To best inform research, libraries try to acquire a rich, diverse, and interdisciplinary knowledge base—but the present situation threatens our ability to do that. This lack of diversity in research libraries’ collections is not an esoteric problem that affects researchers in obscure fields. Just as competition among online retailers leads to more choices and lower prices for consumers, competition among scholarly publishers would open up the opportunity for a variety of innovative, sustainable business models, and more options for libraries to acquire the research materials that are most needed on their campus.
Some libraries involve faculty in their negotiations, which can be a smart strategy to inform publishers of scholars’ needs, and to help others on campus understand the complexity of these deals and contracts. But at the end of the day, libraries must make difficult decisions about the best way to support research and education within the constraints of their institution’s budget and spending priorities, and the ever-increasing prices that publishers dictate. SPARC (the Scholarly Publishing and Academic Resources Coalition) tracks cancellations and renegotiations of these big deals to help libraries conduct their own negotiations with as much information and transparency as possible.

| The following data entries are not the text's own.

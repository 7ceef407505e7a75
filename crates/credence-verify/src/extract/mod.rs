//! Replaceable text extractors
//!
//! The scoring and orchestration logic upstream depends only on these
//! traits, so the heuristic pattern tables below can be swapped for a
//! different language or a real NLP pipeline without touching the
//! assessors.

pub mod citations;
pub mod claims;
pub mod dates;

pub use citations::UrlCitationExtractor;
pub use claims::{Claim, ClaimKind, PatternClaimExtractor, Statistic};
pub use dates::RegexDateExtractor;

use chrono::{DateTime, Utc};

/// Extracts a content publication date from free text or a metadata value
pub trait DateExtractor: Send + Sync {
    /// Parse a structured metadata value (e.g. `publication_date`)
    fn parse(&self, value: &str) -> Option<DateTime<Utc>>;

    /// Extract the first recognizable date from text content
    fn extract(&self, text: &str) -> Option<DateTime<Utc>>;
}

/// Extracts numeric/statistical claim fragments from text
pub trait ClaimExtractor: Send + Sync {
    /// Extract up to `limit` claims
    fn claims(&self, text: &str, limit: usize) -> Vec<Claim>;

    /// Extract up to `limit` statistical data points
    fn statistics(&self, text: &str, limit: usize) -> Vec<Statistic>;
}

/// Extracts citation URLs from text
pub trait CitationExtractor: Send + Sync {
    /// Extract up to `limit` unique URLs, in order of first appearance
    fn citations(&self, text: &str, limit: usize) -> Vec<String>;
}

US Federal Government Ramps Up Antitrust Activity
The structural challenges presented by consolidation in the scholarly communication market are mirrored in other industries, and the US federal government seems poised to act: the Senate already passed the Merger Filing Fee Modernization Act as part of the US Innovation and Competition Act. This bill would increase resources for the two lead US antitrust enforcement agencies, the Department of Justice (DOJ) and the Federal Trade Commission (FTC), by increasing filing fees on large mergers; the bill would not solely affect big tech. Additionally, President Biden’s July 2021 “Executive Order on Promoting Competition in the American Economy” reflected an understanding that anticompetitive practices are not unique to big tech. The order covers a variety of sectors and US federal agencies, and addresses another type of gatekeeping that occurs when manufacturers restrict repair of goods that are powered by software (read more on the right-to-repair movement). The Open App Markets Act also takes aim at gatekeeping practices by Apple and Google, which traditionally give preference to their own apps; this bipartisan bill would require the companies to allow access to alternative app stores, and would prohibit unreasonable privileging of particular apps.
ARL will continue to monitor the US federal government for opportunities to elevate this issue of anticompetitive practices that limit the sharing and ongoing creation of knowledge.